If you live in Washington, D.C. like I do, I don’t even need to tell you about go-go music. It mixes blues, jazz, funk, and gospel to create a percussion-heavy style that has been the heartbeat of Chocolate City since I was a kid. Go-go was created in D.C. at a time when the city was majority Black.

“D.C. ranked among the few cities in the United States where Black people could not be called ‘minorities,’ with the whiff of inferiority that label carries with it,” Natalie Hopkinson writes in her book  Go-Go Live: The Musical Life and Death of a Chocolate City. “To live in a Chocolate City is to taste an unquantifiable richness. It gives a unique angle of vision, an alternate lens to see world power. In a Chocolate City, Black is normal.”

Black go-go listeners and the city’s largely white newcomers have historically been at odds leading to tensions in the city.

D.C. used to routinely shut down go-go clubs and shows saying that the music brought violent behavior to the city. A D.C. police commander once testified at that the blame on nightclub crime can be pinned squarely on the music:  “It’s this go-go,” Cmdr. Larry D. McCoy of the 3rd Police District told the D.C. Alcoholic Beverage Control Board. “If you have a black-tie event, you don’t have any problem. But if you bring go-go in, you’re going to have problems.” Rumors swirled about police keeping secret tabs on go-go clubs.

And last month, a resident at the newly built. ultra-swanky Shay condominiums (where rent starts around $3,000 a month) tried to lodge a complaint about the Metro PCS store on the corner on Florida Avenue. The store has been playing go-go music on this corner for 30 years. For a new resident to move in and ask them to turn it off was an at attack on an entire way of Black life in D.C.

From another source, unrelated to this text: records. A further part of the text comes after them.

use super::descriptor::{DataType, DefaultValue, SchemaDescriptor};
use super::table::TableSchema;
use crate::client::Executor;
use crate::error::{OrmError, OrmResult};
use crate::ident::Ident;
use crate::value::{Row, Value};
use serde::{Deserialize, Serialize};

/// One row of a "describe columns" result, as storage reports it.
#[derive(Debug, Clone, PartialEq, Eq, Default, Serialize, Deserialize)]
pub struct RawColumn {
    /// Column name.
    pub field: String,
    /// Native type, possibly with a length/precision suffix (`varchar(255)`).
    #[serde(rename = "type")]
    pub native_type: String,
    /// Nullability flag (`YES` / `NO`).
    pub null: String,
    /// Key flag (`PRI`, `UNI`, ...); informational.
    #[serde(default)]
    pub key: String,
    /// Default expression; `None` for SQL NULL.
    pub default: Option<String>,
    /// Extra attributes (`auto_increment`, `unique`, ...).
    #[serde(default)]
    pub extra: String,
}

impl RawColumn {
    pub fn new(field: impl Into<String>, native_type: impl Into<String>) -> Self {
        Self {
            field: field.into(),
            native_type: native_type.into(),
            null: "YES".to_string(),
            ..Self::default()
        }
    }

    pub fn not_null(mut self) -> Self {
        self.null = "NO".to_string();
        self
    }

    pub fn default_expr(mut self, expr: impl Into<String>) -> Self {
        self.default = Some(expr.into());
        self
    }

    pub fn extra(mut self, extra: impl Into<String>) -> Self {
        self.extra = extra.into();
        self
    }

    pub fn key(mut self, key: impl Into<String>) -> Self {
        self.key = key.into();
        self
    }

    fn from_row(row: &Row) -> OrmResult<Self> {
        let text = |name: &str| -> Option<String> {
            match row.get(name) {
                Some(Value::String(s)) => Some(s.clone()),
                Some(Value::Null) | None => None,
                Some(other) => Some(other.to_string()),
            }
        };

        Ok(Self {
            field: text("Field").ok_or_else(|| OrmError::decode("Field", "missing column name"))?,
            native_type: text("Type").unwrap_or_default(),
            null: text("Null").unwrap_or_default(),
            key: text("Key").unwrap_or_default(),
            default: text("Default"),
            extra: text("Extra").unwrap_or_default(),
        })
    }
}

/// "Describe columns" for PostgreSQL, shaped like MySQL's `SHOW COLUMNS` output.
///
/// Sequence-backed and identity columns report `auto_increment` with no default; columns under
/// a single-column UNIQUE constraint report `unique`.
const DESCRIBE_COLUMNS_SQL: &str = r#"
SELECT
  c.column_name::text AS "Field",
  c.data_type::text AS "Type",
  c.is_nullable::text AS "Null",
  CASE
    WHEN EXISTS (
      SELECT 1
      FROM information_schema.table_constraints tc
      JOIN information_schema.key_column_usage k
        ON k.constraint_name = tc.constraint_name AND k.table_schema = tc.table_schema
      WHERE tc.constraint_type = 'PRIMARY KEY'
        AND tc.table_schema = c.table_schema AND tc.table_name = c.table_name
        AND k.column_name = c.column_name
    ) THEN 'PRI'
    ELSE ''
  END AS "Key",
  CASE
    WHEN c.is_identity = 'YES' OR c.column_default LIKE 'nextval(%' THEN NULL
    ELSE c.column_default::text
  END AS "Default",
  CASE
    WHEN c.is_identity = 'YES' OR c.column_default LIKE 'nextval(%' THEN 'auto_increment'
    WHEN EXISTS (
      SELECT 1
      FROM information_schema.table_constraints tc
      JOIN information_schema.key_column_usage k
        ON k.constraint_name = tc.constraint_name AND k.table_schema = tc.table_schema
      WHERE tc.constraint_type = 'UNIQUE'
        AND tc.table_schema = c.table_schema AND tc.table_name = c.table_name
        AND k.column_name = c.column_name
        AND (
          SELECT COUNT(*) FROM information_schema.key_column_usage k2
          WHERE k2.constraint_name = tc.constraint_name AND k2.table_schema = tc.table_schema
        ) = 1
    ) THEN 'unique'
    ELSE ''
  END AS "Extra"
FROM information_schema.columns c
WHERE c.table_schema::text = $1 AND c.table_name::text = $2
ORDER BY c.ordinal_position
"#;

/// Run "describe columns" for `table` and return the raw rows unmodified.
///
/// `table` may be schema-qualified (`audit.events`); unqualified names resolve to `public`.
pub async fn describe_table<C: Executor>(conn: &C, table: &str) -> OrmResult<Vec<RawColumn>> {
    let ident = Ident::parse(table)?;
    let (schema, name) = match table.rsplit_once('.') {
        Some((schema, _)) => (schema.trim_matches('"').to_string(), ident.name().to_string()),
        None => ("public".to_string(), ident.name().to_string()),
    };

    let rows = conn
        .query(DESCRIBE_COLUMNS_SQL, &[Value::from(schema), Value::from(name)])
        .await
        .map_err(OrmError::into_storage)?;

    tracing::debug!(target: "pgrecord.schema", table, columns = rows.len(), "described table");
    rows.iter().map(RawColumn::from_row).collect()
}

/// Describe `table` and build its [`TableSchema`].
pub async fn load_table_schema<C: Executor>(conn: &C, table: &str) -> OrmResult<TableSchema> {
    let raw = describe_table(conn, table).await?;
    if raw.is_empty() {
        return Err(OrmError::precondition(format!(
            "table {table} does not exist or has no columns"
        )));
    }
    TableSchema::new(table, build_schema(&raw))
}

/// Map raw column rows to descriptors, one per row, in order.
pub fn build_schema(raw: &[RawColumn]) -> Vec<SchemaDescriptor> {
    raw.iter().map(build_descriptor).collect()
}

fn build_descriptor(raw: &RawColumn) -> SchemaDescriptor {
    SchemaDescriptor::new(raw.field.clone(), classify_native_type(&raw.native_type))
        .with_default_value(classify_default(raw.default.as_deref()))
        .with_nullable(raw.null.eq_ignore_ascii_case("yes"))
        .with_auto_increment(raw.extra == "auto_increment")
        .with_unique(raw.extra == "unique")
}

fn classify_default(raw: Option<&str>) -> DefaultValue {
    match raw {
        None => DefaultValue::Unset,
        Some(expr) if is_null_default(expr) => DefaultValue::Unset,
        Some(expr) if is_current_timestamp(expr) => DefaultValue::CurrentTimestamp,
        Some(expr) => DefaultValue::Literal(Value::from(expr)),
    }
}

/// `NULL`, possibly cast (`NULL::character varying`).
fn is_null_default(expr: &str) -> bool {
    let head = expr.split("::").next().unwrap_or(expr).trim();
    let head = head.trim_start_matches('(').trim_end_matches(')').trim();
    head.eq_ignore_ascii_case("null")
}

fn is_current_timestamp(expr: &str) -> bool {
    let expr = expr.trim().to_ascii_lowercase();
    matches!(
        expr.as_str(),
        "current_timestamp" | "current_timestamp()" | "now()" | "localtimestamp"
    )
}

/// Native type name to generic [`DataType`].
///
/// The name is lower-cased and any `(..)` suffix is dropped first. Unknown names map to
/// [`DataType::String`].
pub fn classify_native_type(native: &str) -> DataType {
    let lowered = native.trim().to_ascii_lowercase();
    let base = match lowered.find('(') {
        Some(pos) => {
            let tail = lowered[pos..].find(')').map_or("", |end| &lowered[pos + end + 1..]);
            format!("{}{}", &lowered[..pos], tail)
        }
        None => lowered,
    };
    let base = base.trim().trim_end_matches(" unsigned").trim();

    match base {
        "tinyint" | "smallint" | "mediumint" | "int" | "integer" | "bigint" | "int2" | "int4"
        | "int8" | "serial" | "smallserial" | "bigserial" | "year" => DataType::Integer,
        "float" | "double" | "double precision" | "real" | "decimal" | "numeric" | "float4"
        | "float8" | "money" => DataType::Double,
        "json" | "jsonb" | "array" => DataType::Array,
        "boolean" | "bool" => DataType::Boolean,
        // date/time, text, binary and enum-like natives, plus anything unrecognized
        _ => DataType::String,
    }
}

/// Columns an insert must supply, straight from raw metadata.
pub fn required_columns(raw: &[RawColumn]) -> Vec<String> {
    build_schema(raw)
        .into_iter()
        .filter(SchemaDescriptor::is_required)
        .map(|d| d.column().to_string())
        .collect()
}
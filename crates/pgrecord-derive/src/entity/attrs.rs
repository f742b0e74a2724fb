//! Attribute parsing for the Entity derive macro.
//!
//! Handles struct-level and field-level `#[record(...)]` attributes.

use syn::ext::IdentExt;
use syn::{Attribute, Result};

/// One `key` or `key = "value"` item of a `#[record(...)]` list.
struct RecordItem {
    key: syn::Ident,
    value: Option<syn::LitStr>,
}

/// Helper struct for parsing a comma-separated `#[record(...)]` list
struct RecordList {
    items: Vec<RecordItem>,
}

impl syn::parse::Parse for RecordList {
    fn parse(input: syn::parse::ParseStream) -> Result<Self> {
        let mut items = Vec::new();
        while !input.is_empty() {
            let key = syn::Ident::parse_any(input)?;
            let value = if input.peek(syn::Token![=]) {
                let _: syn::Token![=] = input.parse()?;
                Some(input.parse::<syn::LitStr>()?)
            } else {
                None
            };
            items.push(RecordItem { key, value });

            if input.peek(syn::Token![,]) {
                let _: syn::Token![,] = input.parse()?;
            } else {
                break;
            }
        }
        Ok(Self { items })
    }
}

fn record_items(attrs: &[Attribute]) -> Result<Vec<RecordItem>> {
    let mut items = Vec::new();
    for attr in attrs {
        if !attr.path().is_ident("record") {
            continue;
        }
        let list: RecordList = attr.parse_args()?;
        items.extend(list.items);
    }
    Ok(items)
}

fn required_value(item: &RecordItem) -> Result<String> {
    match &item.value {
        Some(lit) if !lit.value().is_empty() => Ok(lit.value()),
        Some(lit) => Err(syn::Error::new_spanned(
            lit,
            format!("`{}` must not be empty", item.key),
        )),
        None => Err(syn::Error::new_spanned(
            &item.key,
            format!("expected `{} = \"...\"`", item.key),
        )),
    }
}

fn reject_value(item: &RecordItem) -> Result<()> {
    match &item.value {
        Some(lit) => Err(syn::Error::new_spanned(
            lit,
            format!("`{}` takes no value", item.key),
        )),
        None => Ok(()),
    }
}

/// A timestamp column setting: inherited from the trait default, renamed, or switched off.
#[derive(Debug, Clone, PartialEq, Eq)]
pub(super) enum Timestamp {
    Default,
    Column(String),
    Disabled,
}

/// Struct-level settings.
pub(super) struct EntityAttrs {
    pub table: Option<String>,
    pub primary_key: Option<String>,
    pub created_at: Timestamp,
    pub updated_at: Timestamp,
    pub on_event: Option<syn::Path>,
}

pub(super) fn entity_attrs(attrs: &[Attribute]) -> Result<EntityAttrs> {
    let mut parsed = EntityAttrs {
        table: None,
        primary_key: None,
        created_at: Timestamp::Default,
        updated_at: Timestamp::Default,
        on_event: None,
    };

    for item in record_items(attrs)? {
        match item.key.to_string().as_str() {
            "table" => parsed.table = Some(required_value(&item)?),
            "primary_key" => parsed.primary_key = Some(required_value(&item)?),
            "created_at" => parsed.created_at = Timestamp::Column(required_value(&item)?),
            "updated_at" => parsed.updated_at = Timestamp::Column(required_value(&item)?),
            "no_created_at" => {
                reject_value(&item)?;
                parsed.created_at = Timestamp::Disabled;
            }
            "no_updated_at" => {
                reject_value(&item)?;
                parsed.updated_at = Timestamp::Disabled;
            }
            "no_timestamps" => {
                reject_value(&item)?;
                parsed.created_at = Timestamp::Disabled;
                parsed.updated_at = Timestamp::Disabled;
            }
            "on_event" => {
                let raw = required_value(&item)?;
                let path = syn::parse_str::<syn::Path>(&raw).map_err(|_| {
                    syn::Error::new_spanned(&item.key, format!("`{raw}` is not a path"))
                })?;
                parsed.on_event = Some(path);
            }
            other => {
                return Err(syn::Error::new_spanned(
                    &item.key,
                    format!("unknown struct attribute `{other}`"),
                ));
            }
        }
    }

    Ok(parsed)
}

/// Field-level settings.
pub(super) struct FieldAttrs {
    pub column: Option<String>,
    pub skip: bool,
}

pub(super) fn field_attrs(field: &syn::Field) -> Result<FieldAttrs> {
    let mut parsed = FieldAttrs {
        column: None,
        skip: false,
    };

    for item in record_items(&field.attrs)? {
        match item.key.to_string().as_str() {
            "column" => parsed.column = Some(required_value(&item)?),
            "skip" => {
                reject_value(&item)?;
                parsed.skip = true;
            }
            other => {
                return Err(syn::Error::new_spanned(
                    &item.key,
                    format!("unknown field attribute `{other}`"),
                ));
            }
        }
    }

    Ok(parsed)
}

#[cfg(test)]
mod tests {
    use super::*;
    use syn::parse_quote;

    #[test]
    fn parses_struct_settings() {
        let input: syn::DeriveInput = parse_quote! {
            #[record(table = "blog_posts", primary_key = "post_id")]
            #[record(no_created_at, updated_at = "modified", on_event = "hooks::post")]
            struct Post { post_id: i64 }
        };
        let attrs = entity_attrs(&input.attrs).unwrap();
        assert_eq!(attrs.table.as_deref(), Some("blog_posts"));
        assert_eq!(attrs.primary_key.as_deref(), Some("post_id"));
        assert_eq!(attrs.created_at, Timestamp::Disabled);
        assert_eq!(attrs.updated_at, Timestamp::Column("modified".into()));
        assert!(attrs.on_event.is_some());
    }

    #[test]
    fn rejects_unknown_and_empty_settings() {
        let input: syn::DeriveInput = parse_quote! {
            #[record(tabel = "x")]
            struct A { id: i64 }
        };
        assert!(entity_attrs(&input.attrs).is_err());

        let input: syn::DeriveInput = parse_quote! {
            #[record(table = "")]
            struct A { id: i64 }
        };
        assert!(entity_attrs(&input.attrs).is_err());

        let input: syn::DeriveInput = parse_quote! {
            #[record(no_timestamps = "yes")]
            struct A { id: i64 }
        };
        assert!(entity_attrs(&input.attrs).is_err());
    }

    fn fields(input: syn::DeriveInput) -> Vec<syn::Field> {
        match input.data {
            syn::Data::Struct(data) => data.fields.into_iter().collect(),
            _ => unreachable!(),
        }
    }

    #[test]
    fn parses_field_settings() {
        let fields = fields(parse_quote! {
            struct User {
                #[record(column = "display_name")]
                name: String,
                #[record(skip)]
                rank: u32,
            }
        });
        let name = field_attrs(&fields[0]).unwrap();
        assert_eq!(name.column.as_deref(), Some("display_name"));
        assert!(!name.skip);
        assert!(field_attrs(&fields[1]).unwrap().skip);
    }
}
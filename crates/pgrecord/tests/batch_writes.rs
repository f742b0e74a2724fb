mod common;

use common::MockConn;
use pgrecord::{Entity, Model, OrmError, OrmResult, Payload, Rules};
use serde_json::json;

#[derive(Entity)]
#[record(table = "users", no_created_at)]
struct Member {
    id: Option<i64>,
    email: String,
    name: Option<String>,
}

fn three_members() -> Payload {
    Payload::from_value(json!([
        {"email": "A@Example.com", "name": "  Ann "},
        {"email": "B@Example.com", "name": "Bob"},
        {"email": "C@Example.com", "name": "Cy"},
    ]))
    .expect("valid payload")
}

#[tokio::test]
async fn insert_many_runs_in_one_transaction() -> OrmResult<()> {
    let conn = MockConn::users();
    let rules = Rules::new().lowercase("email").trim("name");

    let results = Model::<Member>::new()
        .insert_many(&conn, three_members(), Some(&rules))
        .await?;

    assert_eq!(results.len(), 3);
    assert!(results.iter().all(|r| r.is_applied()));
    assert_eq!(
        results[0].sql(),
        "INSERT INTO users (email, name, updated_at) VALUES ($1, $2, $3)"
    );
    assert_eq!(results[0].params()[0], json!("a@example.com"));
    assert_eq!(results[0].params()[1], json!("Ann"));

    let sql = conn.sql();
    assert_eq!(sql.first().map(String::as_str), Some("BEGIN"));
    assert_eq!(sql.last().map(String::as_str), Some("COMMIT"));
    assert_eq!(sql.iter().filter(|s| s.starts_with("INSERT")).count(), 3);
    Ok(())
}

#[tokio::test]
async fn insert_many_rolls_back_on_the_first_failure() {
    let conn = MockConn::users().fail_write(2);

    let err = Model::<Member>::new()
        .insert_many(&conn, three_members(), None)
        .await
        .unwrap_err();

    assert!(matches!(err, OrmError::Storage(_)));
    let sql = conn.sql();
    assert_eq!(sql.iter().filter(|s| s.starts_with("INSERT")).count(), 2);
    assert_eq!(sql.last().map(String::as_str), Some("ROLLBACK"));
    assert!(!sql.iter().any(|s| s == "COMMIT"));
}

#[tokio::test]
async fn insert_many_checks_every_row_before_starting() {
    let conn = MockConn::users();
    let payload = Payload::from_value(json!([
        {"email": "a@example.com"},
        {"name": "no email"},
    ]))
    .expect("valid payload");

    let err = Model::<Member>::new()
        .insert_many(&conn, payload, None)
        .await
        .unwrap_err();

    match err {
        OrmError::Shape(errors) => assert_eq!(errors.items[0].location, "$[1].email"),
        other => panic!("unexpected: {other:?}"),
    }
    assert!(conn.sql().is_empty());
}

#[tokio::test]
async fn insert_many_rejects_values_of_the_wrong_type() {
    let conn = MockConn::users();
    let payload = Payload::from_value(json!({"email": 42})).expect("valid payload");

    let err = Model::<Member>::new()
        .insert_many(&conn, payload, None)
        .await
        .unwrap_err();
    assert!(err.is_type_mismatch());
    assert!(conn.sql().is_empty());
}

#[tokio::test]
async fn update_many_keys_each_row_by_primary_key() -> OrmResult<()> {
    let conn = MockConn::users();
    let payload = Payload::from_value(json!([
        {"id": 1, "name": "Ann"},
        {"id": "2", "name": "Bob"},
    ]))
    .expect("valid payload");

    let results = Model::<Member>::new()
        .update_many(&conn, payload, Some(&Rules::new().coerce_integer("id")))
        .await?;

    assert_eq!(
        results[1].sql(),
        "UPDATE users SET name = $1, updated_at = $2 WHERE id = $3"
    );
    assert_eq!(results[1].params()[2], json!(2));

    let missing_key = Payload::from_value(json!([{"name": "Ann"}])).expect("valid payload");
    let err = Model::<Member>::new()
        .update_many(&conn, missing_key, None)
        .await
        .unwrap_err();
    assert!(err.is_precondition());
    Ok(())
}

Black residents of D.C. are dealing with a lot! The staggering rents are pushing longtime residents out and leaving D.C. with the highest level of gentrification in the country; health access inequalities are allowing mothers to die in childbirth; and housing inequalities are keeping many Black D.C. residents from even finding healthy meals. And there is the threat of gentrification attacking the campus of Howard University. Now on top of all that, they’re telling us turn down our go-go music?

D.C.’s Black residents decided they’d had enough.

Sometimes called the Godfather of Go-Go, the late Chuck Brown, once called for everybody to grab their phone and go call their crew to have a block party. “As long as the beat don’t break, and the wine keep popping, we gonna keep rocking til the cops come knocking,” he sang. On Tuesday, that’s exactly what we did.

In response to the continued attacks on go-go music and the criminalization of Blackness is D.C., the people took to Florida Avenue for a block party protest, dancing, drumming, and playing go-go music into the night as part of #Mochella (“Mo” is slang for friend in D.C.) Nearly 3,000 people crowded onto the intersection to tell everyone that Black D.C. is here to stay.